This right and its significance go to the heart of our constitutional democracy. This much is evident from section 1(d) of the Constitution where “universal adult suffrage, a national common voters roll, regular elections and a multi-party system of democratic government, to ensure accountability, responsiveness and openness” are enshrined as some of the foundational values. The importance of these values is reiterated in section 19 which provides for the right and freedom of every South African to support and campaign for a political party of choice; the right to free, fair and regular elections for those legislative bodies established by the Constitution; and the right to stand for public office, to hold such office if elected and to vote – in secret – in such elections. 

The Constitutional Court previously expressed itself on the importance of this right – not only the importance of the symbolic right to vote, but also the democratic value of the right to vote. In August v The Electoral Commission & Others the Court stated that the vote of each and every citizen is a “badge of dignity and personhood. Quite literally, it says that everybody counts.” It seems, however, that not all South Africans have yet come to grips with the importance of this badge of dignity and citizenship. According to the International Institute for Democracy and Electoral Assistance (IDEA), roughly 32 million South Africans were eligible to register as voters for the 2009 elections.

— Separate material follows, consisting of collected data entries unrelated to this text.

//! Scanner assignment algorithm (spec §4.4).
//!
//! For a single scanner, rules are evaluated in configured order; the first
//! rule that produces a verdict wins. A negative match at any rule vetoes the
//! *entire scanner* (later rules are not tried); a positive miss merely
//! advances to the next rule. This asymmetry is load-bearing.

use std::collections::{BTreeSet, HashMap};
use std::sync::Mutex;

use regex::Regex;
use warder_config::{RuleMatch, ScannerRule};

use crate::types::Assignment;

/// Caches compiled filename/source regexes across calls so that a request
/// with many file nodes doesn't recompile the same patterns per node.
pub struct AssignmentEngine {
    regex_cache: Mutex<HashMap<String, Regex>>,
}

impl Default for AssignmentEngine {
    fn default() -> Self {
        Self::new()
    }
}

impl AssignmentEngine {
    pub fn new() -> Self {
        Self {
            regex_cache: Mutex::new(HashMap::new()),
        }
    }

    fn matches(&self, pattern: &str, haystack: &str) -> bool {
        let mut cache = self.regex_cache.lock().unwrap();
        let re = cache
            .entry(pattern.to_string())
            .or_insert_with(|| match Regex::new(pattern) {
                Ok(re) => re,
                // An unparsable pattern never matches rather than panicking
                // the worker over a config typo.
                Err(_) => Regex::new("$^").unwrap(),
            });
        re.is_match(haystack)
    }

    fn side_matches(
        &self,
        side: &RuleMatch,
        flavors: &BTreeSet<String>,
        name: Option<&str>,
        source: Option<&str>,
    ) -> bool {
        if side
            .flavors
            .iter()
            .any(|f| f == "*" || flavors.contains(f))
        {
            return true;
        }
        if let (Some(pattern), Some(name)) = (side.filename.as_deref(), name) {
            if self.matches(pattern, name) {
                return true;
            }
        }
        if let (Some(pattern), Some(source)) = (side.source.as_deref(), source) {
            if self.matches(pattern, source) {
                return true;
            }
        }
        false
    }

    /// Veto check only looks at flavors/filename/source explicitly listed on
    /// the negative side — a `*` flavor wildcard is a positive-side-only
    /// concept and is intentionally not treated specially here.
    fn negative_vetoes(
        &self,
        side: &RuleMatch,
        flavors: &BTreeSet<String>,
        name: Option<&str>,
        source: Option<&str>,
    ) -> bool {
        if side.flavors.iter().any(|f| flavors.contains(f)) {
            return true;
        }
        if let (Some(pattern), Some(name)) = (side.filename.as_deref(), name) {
            if self.matches(pattern, name) {
                return true;
            }
        }
        if let (Some(pattern), Some(source)) = (side.source.as_deref(), source) {
            if self.matches(pattern, source) {
                return true;
            }
        }
        false
    }

    /// Evaluate one scanner's rule list against a file's flavors/name/source.
    /// Returns `None` if the scanner is not assigned.
    pub fn assign_one(
        &self,
        scanner_name: &str,
        rules: &[ScannerRule],
        flavors: &BTreeSet<String>,
        name: Option<&str>,
        source: Option<&str>,
    ) -> Option<Assignment> {
        for rule in rules {
            if let Some(negative) = &rule.negative {
                if self.negative_vetoes(negative, flavors, name, source) {
                    return None;
                }
            }
            if let Some(positive) = &rule.positive {
                if self.side_matches(positive, flavors, name, source) {
                    return Some(Assignment {
                        name: scanner_name.to_string(),
                        priority: rule.priority,
                        options: rule.options.clone(),
                    });
                }
            }
        }
        None
    }

    /// Evaluate every configured scanner and return the assigned ones,
    /// sorted by priority descending with stable (configured-order)
    /// tie-breaking.
    pub fn assign_all<'a>(
        &self,
        scanners: impl IntoIterator<Item = (&'a String, &'a Vec<ScannerRule>)>,
        flavors: &BTreeSet<String>,
        name: Option<&str>,
        source: Option<&str>,
    ) -> Vec<Assignment> {
        let mut assigned: Vec<Assignment> = scanners
            .into_iter()
            .filter_map(|(scanner_name, rules)| {
                self.assign_one(scanner_name, rules, flavors, name, source)
            })
            .collect();
        assigned.sort_by(|a, b| b.priority.cmp(&a.priority));
        assigned
    }
}

#[cfg(test)]
mod tests {
    use super::*;
    use warder_config::ScannerRule;

    fn rule(
        positive: Option<RuleMatch>,
        negative: Option<RuleMatch>,
        priority: i32,
    ) -> ScannerRule {
        ScannerRule {
            positive,
            negative,
            priority,
            options: Default::default(),
        }
    }

    fn flavors(items: &[&str]) -> BTreeSet<String> {
        items.iter().map(|s| s.to_string()).collect()
    }

    #[test]
    fn wildcard_positive_matches_anything() {
        let engine = AssignmentEngine::new();
        let rules = vec![rule(
            Some(RuleMatch {
                flavors: vec!["*".into()],
                filename: None,
                source: None,
            }),
            None,
            5,
        )];
        let assignment = engine
            .assign_one("ScanFoo", &rules, &flavors(&["text/plain"]), None, None)
            .unwrap();
        assert_eq!(assignment.name, "ScanFoo");
        assert_eq!(assignment.priority, 5);
    }

    #[test]
    fn negative_veto_short_circuits_entire_scanner() {
        let engine = AssignmentEngine::new();
        let rules = vec![
            rule(
                None,
                Some(RuleMatch {
                    flavors: vec!["text/plain".into()],
                    filename: None,
                    source: None,
                }),
                5,
            ),
            rule(
                Some(RuleMatch {
                    flavors: vec!["*".into()],
                    filename: None,
                    source: None,
                }),
                None,
                5,
            ),
        ];
        let assignment = engine.assign_one(
            "ScanFoo",
            &rules,
            &flavors(&["text/plain"]),
            None,
            None,
        );
        assert!(assignment.is_none());
    }

    #[test]
    fn positive_miss_advances_to_next_rule() {
        let engine = AssignmentEngine::new();
        let rules = vec![
            rule(
                Some(RuleMatch {
                    flavors: vec!["application/zip".into()],
                    filename: None,
                    source: None,
                }),
                None,
                5,
            ),
            rule(
                Some(RuleMatch {
                    flavors: vec!["*".into()],
                    filename: None,
                    source: None,
                }),
                None,
                3,
            ),
        ];
        let assignment = engine
            .assign_one("ScanFoo", &rules, &flavors(&["text/plain"]), None, None)
            .unwrap();
        assert_eq!(assignment.priority, 3);
    }

    #[test]
    fn priority_sort_is_descending_and_stable() {
        let engine = AssignmentEngine::new();
        let wildcard = |priority| {
            vec![rule(
                Some(RuleMatch {
                    flavors: vec!["*".into()],
                    filename: None,
                    source: None,
                }),
                None,
                priority,
            )]
        };
        let a_rules = wildcard(7);
        let b_rules = wildcard(3);
        let map: Vec<(String, Vec<ScannerRule>)> = vec![
            ("ScanB".to_string(), b_rules),
            ("ScanA".to_string(), a_rules),
        ];
        let refs: Vec<(&String, &Vec<ScannerRule>)> = map.iter().map(|(k, v)| (k, v)).collect();
        let assigned = engine.assign_all(refs, &flavors(&["text/plain"]), None, None);
        assert_eq!(assigned[0].name, "ScanA");
        assert_eq!(assigned[1].name, "ScanB");
    }
}
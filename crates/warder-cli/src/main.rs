//! Bootstrap entry point for a single scan-dispatch worker process (spec
//! §4.7).
//!
//! Parses one argument, loads config, initializes logging, dials the
//! coordinator, and runs the worker loop to retirement. A supervisor is
//! expected to restart this process when it exits.

use std::path::PathBuf;
use std::process::ExitCode;

use clap::Parser;
use warder_config::{log_worker_error, log_worker_info, Config};
use warder_coordinator::CoordinatorClient;
use warder_core::{Classifier, ScannerRegistry};

#[derive(Parser)]
#[command(name = "warder-worker", version, about = "Scan-dispatch worker process")]
struct Cli {
    /// Path to the worker's YAML config document.
    #[arg(long = "worker-config", default_value = warder_config::DEFAULT_CONFIG_PATH)]
    worker_config: PathBuf,
}

#[tokio::main]
async fn main() -> ExitCode {
    let cli = Cli::parse();

    let config = match Config::load_from(&cli.worker_config) {
        Ok(config) => config,
        Err(e) => {
            eprintln!("failed to load config from {}: {e}", cli.worker_config.display());
            return ExitCode::FAILURE;
        }
    };

    warder_config::logging::init_logging(config.logging_cfg.as_deref());

    let coordinator = match CoordinatorClient::connect(&config.coordinator.addr, config.coordinator.db).await {
        Ok(client) => client,
        Err(e) => {
            log_worker_error!("failed to connect to coordinator", error = %e);
            return ExitCode::FAILURE;
        }
    };
    if let Err(e) = coordinator.ping().await {
        log_worker_error!("coordinator ping failed", error = %e);
        return ExitCode::FAILURE;
    }

    let classifier = match Classifier::load(config.tasting.yara_rules.as_deref()) {
        Ok(classifier) => classifier,
        Err(e) => {
            log_worker_error!("failed to load classifier", error = %e);
            return ExitCode::FAILURE;
        }
    };

    let mut registry = ScannerRegistry::new();
    warder_scanners::register_builtins(&mut registry, &coordinator);

    log_worker_info!(
        "worker starting",
        config_path = %cli.worker_config.display(),
        max_files = config.limits.max_files,
        time_to_live = config.limits.time_to_live
    );

    warder_core::worker::run(&config, &coordinator, &classifier, &mut registry).await;

    log_worker_info!("worker retired");
    ExitCode::SUCCESS
}
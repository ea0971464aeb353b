//! Steady-state worker loop (spec §4.6).
//!
//! Leases one request at a time from the coordinator, runs the distributor
//! under a per-request wall-clock timeout, and emits `FIN` on normal
//! completion. Retires when either lifetime budget (`max_files`,
//! `time_to_live`) is exhausted; a supervisor is expected to restart it.

use std::time::Duration;

use chrono::{TimeZone, Utc};
use tokio::time::Instant;
use warder_config::{log_worker_debug, log_worker_error, log_worker_info, Config};
use warder_coordinator::CoordinatorClient;

use crate::assignment::AssignmentEngine;
use crate::classifier::Classifier;
use crate::distributor::Distributor;
use crate::error::WorkerError;
use crate::registry::ScannerRegistry;
use crate::types::File;

const EMPTY_QUEUE_SLEEP: Duration = Duration::from_millis(250);

/// Runs the bounded-lifetime worker loop to retirement.
pub async fn run(
    config: &Config,
    coordinator: &CoordinatorClient,
    classifier: &Classifier,
    registry: &mut ScannerRegistry,
) {
    let assignment_engine = AssignmentEngine::new();
    let started = Instant::now();
    let ttl = Duration::from_secs(config.limits.time_to_live);
    let mut files_done: u64 = 0;

    loop {
        if files_done >= config.limits.max_files || started.elapsed() >= ttl {
            log_worker_info!(
                "retiring, lifetime budget exhausted",
                files_done = files_done,
                elapsed_secs = started.elapsed().as_secs()
            );
            break;
        }

        let (root_id, expire_at_unix) = match coordinator.pop_task().await {
            Ok(Some(task)) => task,
            Ok(None) => {
                tokio::time::sleep(EMPTY_QUEUE_SLEEP).await;
                continue;
            }
            Err(e) => {
                log_worker_error!("failed to pop task from coordinator", error = %e);
                tokio::time::sleep(EMPTY_QUEUE_SLEEP).await;
                continue;
            }
        };

        let expire_at = match Utc.timestamp_opt(expire_at_unix as i64, 0).single() {
            Some(dt) => dt,
            None => {
                log_worker_error!("task has an unrepresentable expiry, skipping", root_id = root_id.as_str());
                continue;
            }
        };

        let now = Utc::now();
        let remaining_millis = expire_at.signed_duration_since(now).num_milliseconds();
        if remaining_millis <= 0 {
            log_worker_debug!(
                "task already expired on pop, skipping",
                root_id = root_id.as_str()
            );
            continue;
        }
        // ceil(expire_at - now) in whole seconds, per spec §4.6 step 3.
        let remaining_secs = (remaining_millis as u64).div_ceil(1000);
        let request_timeout = Duration::from_secs(remaining_secs);

        let outcome = run_one_request(
            config,
            coordinator,
            classifier,
            &assignment_engine,
            registry,
            &root_id,
            expire_at,
            request_timeout,
        )
        .await;

        match outcome {
            Ok(()) => {
                if let Err(e) = coordinator.emit_fin(&root_id, expire_at_unix as i64).await {
                    log_worker_error!(
                        "failed to emit FIN",
                        root_id = root_id.as_str(),
                        error = %e
                    );
                }
            }
            Err(WorkerError::RequestTimeout { .. }) => {
                log_worker_debug!(
                    "request timed out, abandoning without FIN",
                    root_id = root_id.as_str()
                );
            }
            Err(e) => {
                log_worker_error!(
                    "request failed, abandoning",
                    root_id = root_id.as_str(),
                    error = %e
                );
            }
        }

        // Counted per request, matching the upstream source's accounting
        // (see DESIGN.md): a request with a thousand-node tree still only
        // counts once against max_files.
        files_done += 1;
    }
}

#[allow(clippy::too_many_arguments)]
async fn run_one_request(
    config: &Config,
    coordinator: &CoordinatorClient,
    classifier: &Classifier,
    assignment_engine: &AssignmentEngine,
    registry: &mut ScannerRegistry,
    root_id: &str,
    expire_at: chrono::DateTime<Utc>,
    request_timeout: Duration,
) -> Result<(), WorkerError> {
    let root = File::root(root_id);
    let distribution_timeout = Duration::from_secs(config.limits.distribution);

    let mut distributor = Distributor::new(
        coordinator,
        classifier,
        assignment_engine,
        registry,
        &config.scanners,
        config.limits.max_depth,
        distribution_timeout,
    );

    match tokio::time::timeout(request_timeout, distributor.run(root_id, root, expire_at)).await {
        Ok(result) => result,
        Err(_elapsed) => Err(WorkerError::RequestTimeout {
            root_id: root_id.to_string(),
        }),
    }
}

However, according to IDEA and data made available by the Independent Electoral Commission (IEC), only 23 million South Africans registered to vote in that election, of which only about 18 million voters actually cast a ballot on Election Day. As a result, the biggest constituency in South Africa following the 2009 elections was the 14 million citizens who were either not registered to vote, or who were registered but did not vote. In Richter v The Minister for Home Affairs & Others the Court, in reference to the aforementioned August-judgment, held that the right to vote, as well as its exercise, has a constitutional importance in addition to this symbolic value: “[It] is a crucial working part of our democracy. Without voters who want to vote, who will take the trouble to register, and to stand in queues, as millions patiently and unforgettably did in April 1994, democracy itself will be imperiled“.

In 2014, South Africans will again have the opportunity to exercise this fundamental right to choose – albeit indirectly so – those who must represent them. By doing so, voters will also be able to influence the quality of their national and provincial governments. In the Richter-case the Constitutional Court emphasised the importance of exercising the right to vote in the context of the values and principles of our constitutional democracy: “Each vote strengthens and invigorates our democracy. In marking their ballots, citizens remind those elected that their position is based on the will of the people and will remain subject to that will“. A responsive, transparent and accountable government therefore starts with the election of responsive, transparent and accountable representatives – or political parties in the case of South Africa’s system of proportional representation based on closed party lists.

Are we taking the right to vote, and therefore democracy, for granted by being complacent? Some may say one’s right to vote incorporates one’s right not to vote. It may be one way of looking at this right. After all, in terms of the Constitution and our electoral legislation, voting is not compulsory in South Africa (unlike in countries such as Australia and Brazil). Though, by not voting, one does little more than abdicating one’s right to be governed by consent to the next person. The right to vote is conceivably more than a right in a democracy. It is arguably also a responsibility and a duty – if only a moral duty – to participate in such democracy and to do so in an informed manner. The importance of this duty and responsibility is eloquently elaborated upon by Jason Brennan in The Ethics of Voting where he contends that “voting is morally significant” as it “changes the quality, scope, and kind of government“. According to Brennan, “from a moral point of view, voting is not like ordering food off of a menu. When you order salad at a restaurant, you alone bear the consequences of your decision. No one else gets stuck with a salad. If you make a bad choice, at least you are hurting only yourself… Voting is not like that. If anything, when we vote, we are imposing one meal on everybody…We decide electoral outcomes together.” Be that as it may, the importance of actually ordering a meal – instead of waiting for someone else to order and then to complain about what is served – is rather obvious.

In our constitutional democracy, to exercise one’s right to vote and to vote for whomever one chooses, is to ensure government by consent. Moreover, it is to ensure that those whom we entrust with our vote continue to represent the people in a manner that promotes, respects and upholds the constitutional values, principles and rights on behalf, and in the interest of, every South African. In keeping with the Constitutional Court in the Richter-case: “…the right to vote itself cannot be exercised by a citizen unless he or she takes the trouble to exercise it“. However, when exercising the right to vote, bear in mind Brennan’s cautionary remark: “When we vote, we can make government better or worse. In turn, our votes can make people’s lives better or worse…The way we vote can help or harm people“.


Practical footnote:

The right to vote is afforded to every South African 18 years of age and older – a right (following the Richter-judgment) which now also extends to all South Africans residing abroad. In the Richter-case, the Court held section 33(1)(e) of the Electoral Act (and related provisions of the Regulations in terms of the Act) – which prevented South Africans residing abroad from voting – to be an unjustifiable limitation of the right as provided for in section 19 of the Constitution. Subsequently, Parliament adopted the Electoral Amendment Act at the end of 2013, which, among others, amended the Electoral Act in order to allow South Africans living abroad to register and vote in national elections from within the respective countries in which they reside.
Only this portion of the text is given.